For example, we recently published a new report that shows a global oil and gas (O&G) industry awash with disruption, and primed for digital transformation. Low oil prices have upended the sector, spurring an urgent rethinking of strategy by oil and gas executives—and accelerating the adoption of IoE.

This disruption is one of many factors impacting the oil and gas workforce today—from field workers all the way to the executive suite. Not only will new skills be required in an industry transformed by IoE, but new digital processes will also be needed to transfer knowledge, collaborate to solve problems in real time, and capture insights from a torrent of digital data.

To become agile enough to compete in the IoE Era, the oil and gas workforce must possess a mix of technical skills, industry knowledge, and business acumen. With talent shortages due to massive numbers of professionals retiring over the next few years—and a lack of necessary digital skills among those who remain— O&G firms need to make bold moves to transform their workforce strategy.

  1. Extend the reach of existing expertise –Video-based collaboration can help bridge the expected talent gap by making the most of professional expertise that is spread too thin, as well as providing ongoing training throughout the organization. Video and web collaboration can effectively bring remote experts to any location, without the need for travel. For example, Saipem, an Italian oilfield services company, has employed high-definition video conferencing to cut travel costs, boost productivity, and provide subject-matter expertise throughout the company and with partners.
Real-time collaboration tools are increasingly important for far-flung oil and gas organizations.

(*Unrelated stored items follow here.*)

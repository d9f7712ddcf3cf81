//! Telemetry frame decoder
//!
//! A frame as published by the gateway:
//!
//! ```text
//! offset 0      reserved
//! offset 1..5   session timestamp, u32 little-endian (ms)
//! offset 5..    N readings, 10 bytes each:
//!                 id    u16 little-endian
//!                 data  8 bytes, wire order
//! ```

use crate::types::{
    DecodedFrame, EngineError, Reading, Result, DATA_LEN, HEADER_SIZE, READING_SIZE,
};
use byteorder::{ByteOrder, LittleEndian};

/// Stateless frame decoder
pub struct FrameDecoder;

impl FrameDecoder {
    /// Decode one raw frame into its timestamp and readings
    ///
    /// Fails with [`EngineError::MalformedFrame`] when the payload after the
    /// header is not a whole number of readings.
    pub fn decode(payload: &[u8]) -> Result<DecodedFrame> {
        let len = payload.len();
        Self::validate_length(len)?;

        let header = payload
            .get(1..HEADER_SIZE)
            .ok_or(EngineError::DecodeRange { offset: 1, len })?;
        let timestamp = LittleEndian::read_u32(header);

        let readings = payload[HEADER_SIZE..]
            .chunks_exact(READING_SIZE)
            .enumerate()
            .map(|(index, block)| Self::decode_reading(block, HEADER_SIZE + index * READING_SIZE, len))
            .collect::<Result<Vec<_>>>()?;

        log::trace!(
            "Decoded frame: {} bytes, t={}ms, {} readings",
            len,
            timestamp,
            readings.len()
        );

        Ok(DecodedFrame {
            timestamp,
            readings,
            len,
        })
    }

    /// Check that a frame of `len` bytes is a header plus whole readings
    pub fn validate_length(len: usize) -> Result<()> {
        if len < HEADER_SIZE || (len - HEADER_SIZE) % READING_SIZE != 0 {
            return Err(EngineError::MalformedFrame { len });
        }
        Ok(())
    }

    fn decode_reading(block: &[u8], offset: usize, len: usize) -> Result<Reading> {
        let id_bytes = block
            .get(0..2)
            .ok_or(EngineError::DecodeRange { offset, len })?;
        let data: [u8; DATA_LEN] = block
            .get(2..READING_SIZE)
            .and_then(|bytes| bytes.try_into().ok())
            .ok_or(EngineError::DecodeRange {
                offset: offset + 2,
                len,
            })?;

        Ok(Reading {
            id: LittleEndian::read_u16(id_bytes),
            data,
        })
    }
}

#[cfg(test)]
mod tests {
    use super::*;

    fn frame(timestamp: u32, readings: &[(u16, [u8; 8])]) -> Vec<u8> {
        let mut bytes = vec![0u8];
        bytes.extend_from_slice(&timestamp.to_le_bytes());
        for (id, data) in readings {
            bytes.extend_from_slice(&id.to_le_bytes());
            bytes.extend_from_slice(data);
        }
        bytes
    }

    #[test]
    fn test_length_validation() {
        assert!(matches!(
            FrameDecoder::decode(&[0u8; 14]),
            Err(EngineError::MalformedFrame { len: 14 })
        ));
        assert!(matches!(
            FrameDecoder::decode(&[0u8; 4]),
            Err(EngineError::MalformedFrame { len: 4 })
        ));
        assert!(FrameDecoder::decode(&[]).is_err());
        assert!(FrameDecoder::decode(&[0u8; 26]).is_err());

        assert_eq!(FrameDecoder::decode(&[0u8; 5]).unwrap().readings.len(), 0);
        assert_eq!(FrameDecoder::decode(&[0u8; 15]).unwrap().readings.len(), 1);
        assert_eq!(FrameDecoder::decode(&[0u8; 25]).unwrap().readings.len(), 2);
    }

    #[test]
    fn test_decode_timestamp_little_endian() {
        let bytes = [0xFF, 0x78, 0x56, 0x34, 0x12];
        let decoded = FrameDecoder::decode(&bytes).unwrap();
        assert_eq!(decoded.timestamp, 0x1234_5678);
        assert!(decoded.readings.is_empty());
        assert_eq!(decoded.len, 5);
    }

    #[test]
    fn test_decode_readings_in_offset_order() {
        let bytes = frame(
            1500,
            &[
                (0x185, [0xE0, 0x2E, 3, 4, 5, 6, 7, 8]),
                (0x010, [0xFF; 8]),
            ],
        );
        let decoded = FrameDecoder::decode(&bytes).unwrap();

        assert_eq!(decoded.timestamp, 1500);
        assert_eq!(decoded.len, 25);
        assert_eq!(
            decoded.readings,
            vec![
                Reading::new(0x185, [0xE0, 0x2E, 3, 4, 5, 6, 7, 8]),
                Reading::new(0x010, [0xFF; 8]),
            ]
        );
    }

    #[test]
    fn test_id_is_little_endian() {
        let mut bytes = vec![0, 0, 0, 0, 0, 0x85, 0x01];
        bytes.extend_from_slice(&[0; 8]);
        let decoded = FrameDecoder::decode(&bytes).unwrap();
        assert_eq!(decoded.readings[0].id, 0x185);
    }
}
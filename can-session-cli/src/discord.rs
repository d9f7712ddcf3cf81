//! Discord notification channel
//!
//! Posts engine notifications through the Discord REST API with a bot token.
//! Session start and alerts go to the alert channel (mentioning the alert
//! role when urgent); finished sessions go to the log channel with the trace
//! file attached.

use crate::config::DiscordSettings;
use async_trait::async_trait;
use can_session_engine::{Notification, Notifier};
use reqwest::multipart::{Form, Part};
use serde_json::json;
use std::path::Path;
use std::time::Duration;

/// Errors talking to Discord
#[derive(Debug, thiserror::Error)]
pub enum DiscordError {
    #[error("HTTP error: {0}")]
    Http(#[from] reqwest::Error),

    #[error("Discord returned {status}: {body}")]
    Status { status: u16, body: String },

    #[error("Failed to read attachment {path}: {source}")]
    Attachment {
        path: String,
        #[source]
        source: std::io::Error,
    },
}

pub struct DiscordNotifier {
    http: reqwest::Client,
    settings: DiscordSettings,
}

impl DiscordNotifier {
    pub fn new(settings: DiscordSettings) -> Result<Self, DiscordError> {
        let http = reqwest::Client::builder()
            .timeout(Duration::from_secs(30))
            .build()?;
        Ok(Self { http, settings })
    }

    /// Channel a notification belongs in
    fn channel_for(&self, notification: &Notification) -> &str {
        match notification {
            Notification::SessionEnded { .. } | Notification::ExportFailed { .. } => {
                &self.settings.log_channel
            }
            Notification::SessionStarted { .. } | Notification::Alert(_) => {
                &self.settings.alert_channel
            }
        }
    }

    /// Message text, with Discord timestamps and role mentions
    fn content(&self, notification: &Notification) -> String {
        let text = match notification {
            Notification::SessionEnded { ended_at, .. } => format!(
                "Car session ended at <t:{}:f>, download log here:",
                ended_at.timestamp()
            ),
            other => other.to_string(),
        };

        match (&self.settings.alert_role_id, notification.is_urgent()) {
            (Some(role), true) => format!("<@&{}> {}", role, text),
            _ => text,
        }
    }

    fn payload(&self, content: &str) -> serde_json::Value {
        let roles: Vec<&str> = self.settings.alert_role_id.iter().map(String::as_str).collect();
        json!({
            "content": content,
            "allowed_mentions": { "parse": [], "roles": roles },
        })
    }

    fn messages_url(&self, channel: &str) -> String {
        format!("{}/channels/{}/messages", self.settings.api_base, channel)
    }

    async fn post_message(&self, channel: &str, content: &str) -> Result<(), DiscordError> {
        let response = self
            .http
            .post(self.messages_url(channel))
            .header("Authorization", format!("Bot {}", self.settings.bot_token))
            .json(&self.payload(content))
            .send()
            .await?;
        check_status(response).await
    }

    async fn post_file(&self, channel: &str, content: &str, path: &Path) -> Result<(), DiscordError> {
        let bytes = tokio::fs::read(path)
            .await
            .map_err(|source| DiscordError::Attachment {
                path: path.display().to_string(),
                source,
            })?;
        let file_name = path
            .file_name()
            .map(|n| n.to_string_lossy().into_owned())
            .unwrap_or_else(|| "trace.txt".to_string());

        let form = Form::new()
            .text("payload_json", self.payload(content).to_string())
            .part(
                "files[0]",
                Part::bytes(bytes).file_name(file_name).mime_str("text/plain")?,
            );

        let response = self
            .http
            .post(self.messages_url(channel))
            .header("Authorization", format!("Bot {}", self.settings.bot_token))
            .multipart(form)
            .send()
            .await?;
        check_status(response).await
    }
}

async fn check_status(response: reqwest::Response) -> Result<(), DiscordError> {
    let status = response.status();
    if status.is_success() {
        return Ok(());
    }
    let body = response.text().await.unwrap_or_default();
    Err(DiscordError::Status {
        status: status.as_u16(),
        body,
    })
}

#[async_trait]
impl Notifier for DiscordNotifier {
    async fn notify(&self, notification: &Notification) -> anyhow::Result<()> {
        let channel = self.channel_for(notification);
        let content = self.content(notification);

        match notification.artifact() {
            Some(path) => self.post_file(channel, &content, path).await?,
            None => self.post_message(channel, &content).await?,
        }

        log::debug!("Posted to Discord channel {}: {}", channel, content);
        Ok(())
    }
}
//! Trace log export
//!
//! Writes a session's change log as a Kvaser-style fixed-column ASCII trace.
//! The header claims HEX identifiers but identifiers are written in decimal;
//! existing viewers of these files rely on that layout, so it is kept.

use crate::config::TraceConfig;
use crate::types::{ChangeEvent, EngineError, Result, Timestamp};
use std::fs::{self, File, OpenOptions};
use std::io::{self, BufWriter, Write};
use std::path::{Path, PathBuf};

/// Column where the title starts
const TITLE_INDENT: usize = 30;

/// Width of the blank line under the title
const BLANK_LINE_WIDTH: usize = 56;

/// Padding between the "Data" column label and "Counter"
const HEADER_COUNTER_GAP: usize = 195;

/// Width of the rule under the column header
const RULE_WIDTH: usize = 252;

/// Padding between the data bytes and the counter on every line
const LINE_COUNTER_GAP: usize = 190;

const TRIGGER_LINE: &str =
    "    0.000  Trigger (type=0x1, active=0x00, pre-trigger=0, post-trigger=-1)";

/// Serializes change logs into trace files
#[derive(Debug, Clone)]
pub struct TraceExporter {
    output_dir: PathBuf,
    config: TraceConfig,
}

impl TraceExporter {
    pub fn new(output_dir: impl Into<PathBuf>, config: TraceConfig) -> Self {
        Self {
            output_dir: output_dir.into(),
            config,
        }
    }

    pub fn output_dir(&self) -> &Path {
        &self.output_dir
    }

    /// Write a trace file for `events`, named after `finalized_at`
    ///
    /// The file is flushed and synced before the path is returned, so it can
    /// be uploaded right away.
    pub fn export(&self, events: &[ChangeEvent], finalized_at: Timestamp) -> Result<PathBuf> {
        let failure = |path: &Path, source: io::Error| EngineError::ExportWriteFailure {
            path: path.to_path_buf(),
            source,
        };

        fs::create_dir_all(&self.output_dir).map_err(|e| failure(&self.output_dir, e))?;

        let (path, file) = self.create_file(finalized_at.timestamp())?;
        let mut writer = BufWriter::new(file);
        self.write_trace(&mut writer, events)
            .and_then(|_| writer.flush())
            .map_err(|e| failure(&path, e))?;
        writer
            .get_ref()
            .sync_all()
            .map_err(|e| failure(&path, e))?;

        log::info!("Wrote {} change events to {:?}", events.len(), path);
        Ok(path)
    }

    /// Open `{secs}.txt`, or `{secs}-{n}.txt` if that name is taken
    fn create_file(&self, secs: i64) -> Result<(PathBuf, File)> {
        let mut attempt = 0u32;
        loop {
            let name = if attempt == 0 {
                format!("{}.txt", secs)
            } else {
                format!("{}-{}.txt", secs, attempt)
            };
            let path = self.output_dir.join(name);

            match OpenOptions::new().write(true).create_new(true).open(&path) {
                Ok(file) => return Ok((path, file)),
                Err(e) if e.kind() == io::ErrorKind::AlreadyExists && attempt < 100 => {
                    log::debug!("Trace file {:?} exists, trying next name", path);
                    attempt += 1;
                }
                Err(source) => return Err(EngineError::ExportWriteFailure { path, source }),
            }
        }
    }

    /// Write the header, trigger line and one line per event
    pub fn write_trace<W: Write>(&self, writer: &mut W, events: &[ChangeEvent]) -> io::Result<()> {
        self.write_header(writer)?;
        writeln!(writer, "{}", TRIGGER_LINE)?;
        for (index, event) in events.iter().enumerate() {
            writeln!(writer, "{}", self.format_line(index, event))?;
        }
        Ok(())
    }

    fn write_header<W: Write>(&self, writer: &mut W) -> io::Result<()> {
        let title = &self.config.title;
        let underline = "=".repeat(title.chars().count());

        writeln!(writer, "{:indent$}{}", "", title, indent = TITLE_INDENT)?;
        writeln!(writer, "{:indent$}{}", "", underline, indent = TITLE_INDENT)?;
        writeln!(writer, "{:width$}", "", width = BLANK_LINE_WIDTH)?;
        writeln!(writer, "Settings:")?;
        writeln!(writer, "   Format of data field: HEX")?;
        writeln!(writer, "   Format of id field:   HEX")?;
        writeln!(writer, "   Timestamp Offset:     0          s")?;
        writeln!(writer, "   CAN channel:          {} ", self.config.channel)?;
        writeln!(writer)?;
        writeln!(
            writer,
            "        Time Chan   Identifier Flags        DLC  Data{:gap$}Counter",
            "",
            gap = HEADER_COUNTER_GAP
        )?;
        writeln!(writer, "{}", "=".repeat(RULE_WIDTH))
    }

    /// One trace line; `index` is the event's position in the session
    pub fn format_line(&self, index: usize, event: &ChangeEvent) -> String {
        let data = event
            .data
            .iter()
            .map(|byte| format!("{:02X}", byte))
            .collect::<Vec<_>>()
            .join(" ");

        format!(
            "    {}  {}         {}    Rx            {}  {}{:gap$}{}",
            event.elapsed_secs(),
            self.config.channel,
            event.id,
            event.data.len(),
            data,
            "",
            index,
            gap = LINE_COUNTER_GAP
        )
    }
}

  1. Attract digitally-savvy talent – As up to 50 percent of oil and gas workers prepare for retirement in the next five to 10 years, who will be the next generation of workers that replaces them? An earlier Cisco report showed the next wave of digital transformation will be all about capturing timely, actionable insights from the deluge of data being generated by the Internet of Things (IoT), a key enabler of IoE. Companies will need to attract data scientists and other critical thinkers who can identify data that has real business value—and develop the delivery path for information into the right parts of the business to significantly impact the bottom line.
  1. Bridge the silos – In addition to analytics expertise, O&G companies will need employees who can see and work across the boundaries between IT and operational technology (OT). Fifty-nine percent of those surveyed in the oil and gas study mentioned earlier do not believe their IT and OT organizations are aligned. IT needs people who understand the operational requirements of industrial control systems, and OT needs people who can work with IT on network integration and security. The greatest value, however, will come from employees whose knowledge intersects data science, design, and enterprise architecture. To deliver true value, data insights must link to specific business processes and outcomes.
  1. Create a culture of innovation – O&G companies don’t compete just with each other for top talent, they compete with the likes of Google and Facebook. The best and brightest data scientists and software engineers want to be on the leading edge of innovation, not mired in “the way we’ve always done it.” In addition to using IoE-enabled technologies to increase efficiencies across the business and orchestrate better training opportunities, companies should use these technologies to drive innovation and create the dynamic culture that will attract the best new talent.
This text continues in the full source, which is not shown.